*Task*
Transcribe, verbatim, every line from the start of the entries through the line that contains "use tracing_subscriber::util::SubscriberInitExt;"; include both boundary lines and omit all others.

Dataset entries
//! Observability.
//!
//! Installs the process-wide `tracing` subscriber. Metrics are recorded
//! through the `metrics` facade at the call sites; no exporter is installed
//! here, so recording is a no-op unless the embedding application installs
//! a recorder.

mod logging;

pub use logging::{DEFAULT_FILTER, LogFormat, LoggingConfig, VERBOSE_FILTER};

use crate::{Error, Result};
use std::fs::{File, OpenOptions};
use std::io::{self, Write};
use std::path::Path;
use std::sync::{Arc, Mutex, OnceLock};
use tracing_subscriber::EnvFilter;
use tracing_subscriber::layer::SubscriberExt;
use tracing_subscriber::util::SubscriberInitExt;

static OBSERVABILITY_INIT: OnceLock<()> = OnceLock::new();

/// Initializes logging for the process.
///
/// # Errors
///
/// Returns an error if logging has already been initialized, the filter
/// directive is invalid, or the log file cannot be opened.
pub fn init(config: &LoggingConfig) -> Result<()> {
    if OBSERVABILITY_INIT.get().is_some() {
        return Err(Error::operation(
            "observability_init",
            "observability already initialized",
        ));
    }

    let filter = EnvFilter::try_new(&config.filter)
        .map_err(|e| Error::Validation(format!("invalid log filter '{}': {e}", config.filter)))?;

    // Initialize logging based on format and optional file output
    match (&config.file, config.format) {
        (Some(log_file), LogFormat::Json) => {
            let writer = open_log_file(log_file)?;
            tracing_subscriber::registry()
                .with(
                    tracing_subscriber::fmt::layer()
                        .json()
                        .with_writer(writer)
                        .with_current_span(true)
                        .with_span_list(true)
                        .with_target(true)
                        .with_thread_ids(true),
                )
                .with(filter)
                .try_init()
                .map_err(init_error)?;
        },
        (Some(log_file), LogFormat::Pretty) => {
            let writer = open_log_file(log_file)?;
            tracing_subscriber::registry()
                .with(
                    tracing_subscriber::fmt::layer()
                        .with_writer(writer)
                        .with_ansi(false)
                        .with_target(true)
                        .with_thread_ids(true),
                )
                .with(filter)
                .try_init()
                .map_err(init_error)?;
        },
        (None, LogFormat::Json) => {
            tracing_subscriber::registry()
                .with(
                    tracing_subscriber::fmt::layer()
                        .json()
                        .with_writer(io::stderr)
                        .with_current_span(true)
                        .with_span_list(true)
                        .with_target(true)
                        .with_thread_ids(true),
                )
                .with(filter)
                .try_init()
                .map_err(init_error)?;
        },
        (None, LogFormat::Pretty) => {
            tracing_subscriber::registry()
                .with(
                    tracing_subscriber::fmt::layer()
                        .pretty()
                        .with_writer(io::stderr)
                        .with_target(true),
                )
                .with(filter)
                .try_init()
                .map_err(init_error)?;
        },
    }

    OBSERVABILITY_INIT
        .set(())
        .map_err(|()| Error::operation("observability_init", "already initialized"))
}

/// Thread-safe file writer for logging.
#[derive(Clone)]
struct LogFileWriter {
    file: Arc<Mutex<File>>,
}

impl Write for LogFileWriter {
    fn write(&mut self, buf: &[u8]) -> io::Result<usize> {
        let mut guard = self
            .file
            .lock()
            .map_err(|e| io::Error::other(e.to_string()))?;
        guard.write(buf)
    }

    fn flush(&mut self) -> io::Result<()> {
        let mut guard = self
            .file
            .lock()
            .map_err(|e| io::Error::other(e.to_string()))?;
        guard.flush()
    }
}

impl<'a> tracing_subscriber::fmt::MakeWriter<'a> for LogFileWriter {
    type Writer = Self;

    fn make_writer(&'a self) -> Self::Writer {
        self.clone()
    }
}

/// Opens a log file for appending, creating parent directories.
fn open_log_file(path: &Path) -> Result<LogFileWriter> {
    if let Some(parent) = path.parent().filter(|p| !p.as_os_str().is_empty()) {
        std::fs::create_dir_all(parent).map_err(|e| Error::operation("create_log_dir", e))?;
    }

    let file = OpenOptions::new()
        .create(true)
        .append(true)
        .open(path)
        .map_err(|e| Error::operation("open_log_file", format!("{}: {e}", path.display())))?;

    Ok(LogFileWriter {
        file: Arc::new(Mutex::new(file)),
    })
}

#[allow(clippy::needless_pass_by_value)]
fn init_error(e: tracing_subscriber::util::TryInitError) -> Error {
    Error::operation("observability_init", e)
}

#[cfg(test)]
mod tests {
    #![allow(clippy::unwrap_used)]

    use super::*;

    #[test]
    fn test_open_log_file_creates_parents() {
        let dir = tempfile::tempdir().unwrap();
        let path = dir.path().join("logs").join("rolegate.log");

        let mut writer = open_log_file(&path).unwrap();
        writer.write_all(b"hello\n").unwrap();
        writer.flush().unwrap();

        assert_eq!(std::fs::read_to_string(&path).unwrap(), "hello\n");
    }

    #[test]
    fn test_invalid_filter_rejected() {
        let config = LoggingConfig {
            filter: "rolegate=loudest".to_string(),
            ..LoggingConfig::default()
        };
        assert!(matches!(init(&config), Err(Error::Validation(_))));
    }
}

*Exercise solution*
//! Observability.
//!
//! Installs the process-wide `tracing` subscriber. Metrics are recorded
//! through the `metrics` facade at the call sites; no exporter is installed
//! here, so recording is a no-op unless the embedding application installs
//! a recorder.

mod logging;

pub use logging::{DEFAULT_FILTER, LogFormat, LoggingConfig, VERBOSE_FILTER};

use crate::{Error, Result};
use std::fs::{File, OpenOptions};
use std::io::{self, Write};
use std::path::Path;
use std::sync::{Arc, Mutex, OnceLock};
use tracing_subscriber::EnvFilter;
use tracing_subscriber::layer::SubscriberExt;
use tracing_subscriber::util::SubscriberInitExt;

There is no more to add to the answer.